Geiles Geständnis: Der Morgen, an dem ich David zum Möbel-Montieren rief
Unser Schlafzimmer. Das Bett wartet, die Laken frisch. Eric ist drei Tage weg, auf Geschäftsreise. Mein Herz pocht schon, als ich David anrufe. ‘Komm morgen, montier mir ein Möbel.’ Er sagt ja, ohne Zögern. Acht Uhr dreißig klingelt es. Ich öffne im Peignoir, nichts darunter. Haut glüht vor Erwartung. Wir trinken Kaffee, meine Schenkel pressen sich zusammen, Feuchtigkeit sickert.
Ich steige hoch. ‘Ich zieh mich an.’ Peignoir fällt. Spiegel zeigt mich: 45 Jahre, 1,57 Meter, 61 Kilo weich verteilt. Hände greifen meine 90C-Brüste, kneifen Warzen hart. ‘Salope’, flüstere ich. Fotze pocht, Finger gleiten rein, zweimal komme ich schnell, Saft läuft Beine runter. Kleine Robe mit Knöpfen, direkt auf nackte Haut. Setze mich ans Bettende, Rock rutscht hoch, Schenkel glänzen.
Das Fieber
‘David!’ Er stürmt hoch. Kein Möbel. ‘Blague?’ ‘Nein. Das Möbel bin ich.’ Er zögert. ‘Nicht zu Eric!’ Ich lache. ‘Deine Finger an meinen Titten auf der Party?’ Greife seine Hand, schiebe unter Rock. ‘Nichts drunter.’ Er ertastet nasse Fotze, Brüste. Herz rast, Schweiß perlt. Haut brennt, wo er fasst. Begierde explodiert, Verstand ertrinkt.

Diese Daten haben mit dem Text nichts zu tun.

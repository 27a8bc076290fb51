//! Core FFmpeg type definitions
//!
//! All FFmpeg structs are opaque (zero-sized) to avoid version-specific layout dependencies.
//! Field access is done via the thin C accessor library in accessors.c

use std::marker::PhantomData;
use std::os::raw::c_int;

// ============================================================================
// Rational Number
// ============================================================================

/// Rational number for time bases and frame rates
#[repr(C)]
#[derive(Clone, Copy, Debug, Default, PartialEq, Eq)]
pub struct AVRational {
    /// Numerator
    pub num: c_int,
    /// Denominator
    pub den: c_int,
}

impl AVRational {
    pub const fn new(num: c_int, den: c_int) -> Self {
        Self { num, den }
    }

    pub fn as_f64(&self) -> f64 {
        if self.den == 0 {
            0.0
        } else {
            self.num as f64 / self.den as f64
        }
    }

    /// Microsecond time base (1/1000000)
    pub const MICROSECONDS: Self = Self {
        num: 1,
        den: 1_000_000,
    };
}

// ============================================================================
// Codec IDs
// ============================================================================

/// Supported video codec IDs
#[repr(C)]
#[derive(Clone, Copy, Debug, PartialEq, Eq, Hash)]
pub enum AVCodecID {
    None = 0,
    H264 = 27,
    Hevc = 173, // H.265
    Vp8 = 139,
    Vp9 = 167,
    Av1 = 226,
    // Audio codecs (FFmpeg's audio codec ID range starts at 0x15000)
    Mp3 = 86017,
    Aac = 86018,
    Ac3 = 86019,
    Vorbis = 86021,
    Flac = 86028,
    Alac = 86033,
    Opus = 86076,
    // PCM codecs (FFmpeg's PCM codec ID range starts at 0x10000)
    PcmS16le = 65536,
    PcmS16be = 65537,
    PcmF32be = 65556,
    PcmF32le = 65557,
}

impl AVCodecID {
    /// Convert WebCodecs codec string to AVCodecID
    pub fn from_webcodecs_codec(codec: &str) -> Option<Self> {
        // H.264/AVC: avc1.PPCCLL or avc3.PPCCLL
        if codec.starts_with("avc1") || codec.starts_with("avc3") {
            return Some(Self::H264);
        }
        // H.265/HEVC: hev1.P.T.Lxxx or hvc1.P.T.Lxxx
        if codec.starts_with("hev1") || codec.starts_with("hvc1") {
            return Some(Self::Hevc);
        }
        // VP8
        if codec == "vp8" {
            return Some(Self::Vp8);
        }
        // VP9: vp09.PP.LL.DD or just "vp9"
        if codec.starts_with("vp09") || codec == "vp9" {
            return Some(Self::Vp9);
        }
        // AV1: av01.P.LLT.DD or just "av1"
        if codec.starts_with("av01") || codec == "av1" {
            return Some(Self::Av1);
        }
        None
    }

    /// Get the default WebCodecs codec string for this codec
    pub fn to_webcodecs_codec(&self) -> &'static str {
        match self {
            Self::None => "",
            Self::H264 => "avc1.42001f", // Baseline profile, level 3.1
            Self::Hevc => "hev1.1.6.L93.B0", // Main profile
            Self::Vp8 => "vp8",
            Self::Vp9 => "vp09.00.10.08", // Profile 0, level 1.0, 8-bit
            Self::Av1 => "av01.0.01M.08", // Main profile, level 2.1, 8-bit
        }
    }

    /// Get the raw FFmpeg codec ID value
    pub fn as_raw(&self) -> c_int {
        *self as c_int
    }
}

// ============================================================================
// Pixel Formats
// ============================================================================

/// Video pixel formats (subset supported by WebCodecs)
#[repr(C)]
#[derive(Clone, Copy, Debug, PartialEq, Eq, Hash)]
pub enum AVPixelFormat {
    None = -1,
    // Planar YUV formats
    Yuv420p = 0,   // I420
    Yuv422p = 4,   // I422
    Yuv444p = 5,   // I444
    Yuva420p = 33, // I420A (with alpha)
    // Semi-planar formats
    Nv12 = 23,
    Nv21 = 24,
    // RGB formats
    Rgb24 = 2,
    Bgr24 = 3,
    Argb = 25,
    Rgba = 26,
    Abgr = 27,
    Bgra = 28,
    // 10-bit formats
    Yuv420p10le = 64,
    // Hardware formats
    Videotoolbox = 162,
    Cuda = 119,
    Vaapi = 53,
}

impl AVPixelFormat {
    /// Convert from WebCodecs VideoPixelFormat string
    pub fn from_webcodecs_format(format: &str) -> Option<Self> {
        match format {
            "I420" => Some(Self::Yuv420p),
            "I420A" => Some(Self::Yuva420p),
            "I422" => Some(Self::Yuv422p),
            "I444" => Some(Self::Yuv444p),
            "NV12" => Some(Self::Nv12),
            "RGBA" | "RGBX" => Some(Self::Rgba),
            "BGRA" | "BGRX" => Some(Self::Bgra),
            _ => None,
        }
    }

    /// Convert to WebCodecs VideoPixelFormat string
    pub fn to_webcodecs_format(&self) -> Option<&'static str> {
        match self {
            Self::Yuv420p => Some("I420"),
            Self::Yuva420p => Some("I420A"),
            Self::Yuv422p => Some("I422"),
            Self::Yuv444p => Some("I444"),
            Self::Nv12 => Some("NV12"),
            Self::Rgba => Some("RGBA"),
            Self::Bgra => Some("BGRA"),
            _ => None,
        }
    }

    /// Get the raw FFmpeg pixel format value
    pub fn as_raw(&self) -> c_int {
        *self as c_int
    }

    /// Number of planes for this pixel format
    pub fn num_planes(&self) -> usize {
        match self {
            Self::Yuv420p | Self::Yuv422p | Self::Yuv444p => 3,
            Self::Yuva420p => 4,
            Self::Nv12 | Self::Nv21 => 2,
            Self::Rgb24 | Self::Bgr24 | Self::Rgba | Self::Bgra | Self::Argb | Self::Abgr => 1,
            _ => 0,
        }
    }

    /// Whether this is a hardware pixel format
    pub fn is_hardware(&self) -> bool {
        matches!(self, Self::Videotoolbox | Self::Cuda | Self::Vaapi)
    }
}

// ============================================================================
// Hardware Device Types
// ============================================================================

/// Hardware acceleration device types
#[repr(C)]
#[derive(Clone, Copy, Debug, PartialEq, Eq, Hash)]
pub enum AVHWDeviceType {
    None = 0,
    Vdpau = 1,
    Cuda = 2,
    Vaapi = 3,
    Dxva2 = 4,
    Qsv = 5,
    Videotoolbox = 6,
    D3d11va = 7,
    Drm = 8,
    Opencl = 9,
    Mediacodec = 10,
    Vulkan = 11,
}

impl AVHWDeviceType {
    /// Get the raw FFmpeg hardware device type value
    pub fn as_raw(&self) -> c_int {
        *self as c_int
    }

    /// Get the hardware pixel format for this device type
    pub fn pixel_format(&self) -> AVPixelFormat {
        match self {
            Self::Videotoolbox => AVPixelFormat::Videotoolbox,
            Self::Cuda => AVPixelFormat::Cuda,
            Self::Vaapi => AVPixelFormat::Vaapi,
            _ => AVPixelFormat::None,
        }
    }
}

// ============================================================================
// Color Space
// ============================================================================

/// Color space (matrix coefficients)
#[repr(C)]
#[derive(Clone, Copy, Debug, PartialEq, Eq, Default)]
pub enum AVColorSpace {
    Rgb = 0,
    Bt709 = 1,
    #[default]
    Unspecified = 2,
    Fcc = 4,
    Bt470bg = 5,
    Smpte170m = 6,
    Smpte240m = 7,
    Ycgco = 8,
    Bt2020Ncl = 9,
    Bt2020Cl = 10,
}

/// Color primaries
#[repr(C)]
#[derive(Clone, Copy, Debug, PartialEq, Eq, Default)]
pub enum AVColorPrimaries {
    Bt709 = 1,
    #[default]
    Unspecified = 2,
    Bt470m = 4,
    Bt470bg = 5,
    Smpte170m = 6,
    Smpte240m = 7,
    Film = 8,
    Bt2020 = 9,
    Smpte428 = 10,
    Smpte431 = 11,
    Smpte432 = 12,
    JedecP22 = 22,
}

/// Color transfer characteristics
#[repr(C)]
#[derive(Clone, Copy, Debug, PartialEq, Eq, Default)]
pub enum AVColorTransferCharacteristic {
    Bt709 = 1,
    #[default]
    Unspecified = 2,
    Gamma22 = 4,
    Gamma28 = 5,
    Smpte170m = 6,
    Smpte240m = 7,
    Linear = 8,
    Log = 9,
    LogSqrt = 10,
    Iec61966_2_4 = 11,
    Bt1361Ecg = 12,
    Iec61966_2_1 = 13, // sRGB
    Bt2020_10 = 14,
    Bt2020_12 = 15,
    Smpte2084 = 16, // PQ/HDR10
    Smpte428 = 17,
    AribStdB67 = 18, // HLG
}

/// Color range
#[repr(C)]
#[derive(Clone, Copy, Debug, PartialEq, Eq, Default)]
pub enum AVColorRange {
    #[default]
    Unspecified = 0,
    Mpeg = 1, // Limited range (16-235 for Y, 16-240 for UV)
    Jpeg = 2, // Full range (0-255)
}

// ============================================================================
// Picture Type
// ============================================================================

/// Picture/frame type
#[repr(C)]
#[derive(Clone, Copy, Debug, PartialEq, Eq)]
pub enum AVPictureType {
    None = 0,
    I = 1, // Intra (key frame)
    P = 2, // Predicted
    B = 3, // Bi-directionally predicted
    S = 4, // S(GMC)-VOP MPEG-4
    Si = 5,
    Sp = 6,
    Bi = 7,
}

// ============================================================================
// Opaque FFmpeg Types
// ============================================================================

/// Opaque AVCodec structure (codec implementation descriptor)
#[repr(C)]
pub struct AVCodec {
    _opaque: [u8; 0],
    _marker: PhantomData<(*mut u8, std::marker::PhantomPinned)>,
}

/// Opaque AVCodecContext structure (encoder/decoder instance)
#[repr(C)]
pub struct AVCodecContext {
    _opaque: [u8; 0],
    _marker: PhantomData<(*mut u8, std::marker::PhantomPinned)>,
}

/// Opaque AVFrame structure (uncompressed video/audio data)
#[repr(C)]
pub struct AVFrame {
    _opaque: [u8; 0],
    _marker: PhantomData<(*mut u8, std::marker::PhantomPinned)>,
}

/// Opaque AVPacket structure (compressed data)
#[repr(C)]
pub struct AVPacket {
    _opaque: [u8; 0],
    _marker: PhantomData<(*mut u8, std::marker::PhantomPinned)>,
}

/// Opaque AVBufferRef structure (reference-counted buffer)
#[repr(C)]
pub struct AVBufferRef {
    _opaque: [u8; 0],
    _marker: PhantomData<(*mut u8, std::marker::PhantomPinned)>,
}

/// Opaque SwsContext structure (software scaler context)
#[repr(C)]
pub struct SwsContext {
    _opaque: [u8; 0],
    _marker: PhantomData<(*mut u8, std::marker::PhantomPinned)>,
}

/// Opaque AVDictionary structure (key-value options)
#[repr(C)]
pub struct AVDictionary {
    _opaque: [u8; 0],
    _marker: PhantomData<(*mut u8, std::marker::PhantomPinned)>,
}

/// Opaque AVHWFramesContext structure (hardware frames pool)
#[repr(C)]
pub struct AVHWFramesContext {
    _opaque: [u8; 0],
    _marker: PhantomData<(*mut u8, std::marker::PhantomPinned)>,
}

/// Opaque SwrContext structure (audio resampler instance)
#[repr(C)]
pub struct SwrContext {
    _opaque: [u8; 0],
    _marker: PhantomData<(*mut u8, std::marker::PhantomPinned)>,
}

/// Opaque AVChannelLayout structure (FFmpeg 5.1+ channel layout descriptor)
///
/// The real struct has a fixed-size inline union; we only ever pass pointers
/// to it through `av_channel_layout_default`/`_uninit`, so a correctly sized
/// byte buffer is enough to keep it on the stack without knowing its C layout.
#[repr(C)]
pub struct AVChannelLayout {
    _bytes: [u8; 32],
}

// ============================================================================
// Sample Format
// ============================================================================

/// Audio sample format
#[repr(C)]
#[derive(Clone, Copy, Debug, PartialEq, Eq, Default)]
pub enum AVSampleFormat {
    #[default]
    None = -1,
    U8 = 0,
    S16 = 1,
    S32 = 2,
    Flt = 3,
    Dbl = 4,
    U8p = 5,
    S16p = 6,
    S32p = 7,
    Fltp = 8,
    Dblp = 9,
    S64 = 10,
    S64p = 11,
}

impl AVSampleFormat {
    /// Convert to the raw FFmpeg `enum AVSampleFormat` value
    pub fn as_raw(self) -> std::os::raw::c_int {
        self as std::os::raw::c_int
    }

    /// Convert from a raw FFmpeg `enum AVSampleFormat` value
    pub fn from_raw(value: std::os::raw::c_int) -> Self {
        match value {
            0 => Self::U8,
            1 => Self::S16,
            2 => Self::S32,
            3 => Self::Flt,
            4 => Self::Dbl,
            5 => Self::U8p,
            6 => Self::S16p,
            7 => Self::S32p,
            8 => Self::Fltp,
            9 => Self::Dblp,
            10 => Self::S64,
            11 => Self::S64p,
            _ => Self::None,
        }
    }

    /// Whether this format stores each channel in its own plane
    pub fn is_planar(self) -> bool {
        matches!(
            self,
            Self::U8p | Self::S16p | Self::S32p | Self::Fltp | Self::Dblp | Self::S64p
        )
    }

    /// Size in bytes of a single sample in this format
    pub fn bytes_per_sample(self) -> usize {
        match self {
            Self::None => 0,
            Self::U8 | Self::U8p => 1,
            Self::S16 | Self::S16p => 2,
            Self::S32 | Self::S32p | Self::Flt | Self::Fltp => 4,
            Self::S64 | Self::S64p | Self::Dbl | Self::Dblp => 8,
        }
    }
}

// ============================================================================
// Constants
// ============================================================================

/// No timestamp value
pub const AV_NOPTS_VALUE: i64 = 0x8000000000000000u64 as i64;

/// Packet flags
pub mod pkt_flag {
    use std::os::raw::c_int;

    pub const KEY: c_int = 0x0001;
    pub const CORRUPT: c_int = 0x0002;
    pub const DISCARD: c_int = 0x0004;
    pub const TRUSTED: c_int = 0x0008;
    pub const DISPOSABLE: c_int = 0x0010;
}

Das Feuer lodert. Er reißt Robe auf, ich nackt. Finger in mir, Zunge leckt Hals, Nippel. Ich winde mich, stöhne rau. Er zieht sich aus. Schwanz ragt: länger, dicker als Erics. Mund umschließt ihn, sauge gierig. ‘Wie ‘ne Hure’, keucht er. Zunge wirbelt, Eier lecken. Er zuckt, spritzt vier Mal in Rachen. Schlucke alles, salzig-heiß.
Das Feuer
Wir liegen, streicheln. Haut klebt verschwitzt. Ich klettere drauf, senke mich auf ihn. Dehnt mich, stößt tiefer als je. Pumpe rhythmisch, Fotze frisst ihn. Er saugt Titten, beißt. Erster Schub füllt mich, heiße Flut. Nicht raus. Zweiter Orgasmus reißt mich, Muskeln melken ihn leer. Schweiß rinnt, Herz hämmert wild. Besitz total, ich sein.
Runter ins Wohnzimmer. Kaffee, nackt auf Sofa. Haut glüht noch. Erzähle Erics Fantasie: mich mit anderem, vor ihm. ‘Hab mich vor dir zweimal gefingert.’ Er bettelt: ‘Zeig’s.’ Lege mich auf Teppich, Beine breit. Finger kreisen Klit, tauchen in Saft. Er guckt, wichst. Ich explodiere, Schreie hallen. Er springt auf, rammt rein, genau im Zucken. Fühlt wie Entjungferung, Muskeln krampfen um ihn. Vierter Schub, tief in mir.
Die Asche raucht. Haut kribbelt, Herz schlägt langsam nach. Ich nicht stolz, doch glücklich. Erstes Mal fremd, so roh, jung, stark. 14 Jahre jünger, unersättlich. Kuss, Geheimnis schwören. Eric ahnt nichts, drängt stärker. Bald lass ich zu – zwei Schwänze für mich. Haste danach. Haut erinnert jeden Puls.